» Task brief
Extract, from the records beneath this instruction, each line that contains the word "return".

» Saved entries
══════════

impl AudioSource for MicrophoneSource {
    fn read_chunk(&mut self, frames: usize, wait: Duration) -> Result<SourceRead> {
        if let Ok(message) = self.errors.try_recv() {
            return Err(Error::device(message, None));
        }
        let deadline = Instant::now() + wait;
        while self.pending.len() < frames {
            let remaining = deadline.saturating_duration_since(Instant::now());
            match self.samples.recv_timeout(remaining) {
                Ok(samples) => self.pending.extend(samples),
                Err(RecvTimeoutError::Timeout) => return Ok(SourceRead::Pending),
                Err(RecvTimeoutError::Disconnected) => {
                    if self.pending.is_empty() {
                        return Ok(SourceRead::Closed);
                    }
                    return Ok(SourceRead::Chunk(self.pending.drain(..).collect()));
                }
            }
        }
        Ok(SourceRead::Chunk(self.pending.drain(..frames).collect()))
    }
}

══════════

» Written solution
            return Err(Error::device(message, None));
                Err(RecvTimeoutError::Timeout) => return Ok(SourceRead::Pending),
                        return Ok(SourceRead::Closed);
                    return Ok(SourceRead::Chunk(self.pending.drain(..).collect()));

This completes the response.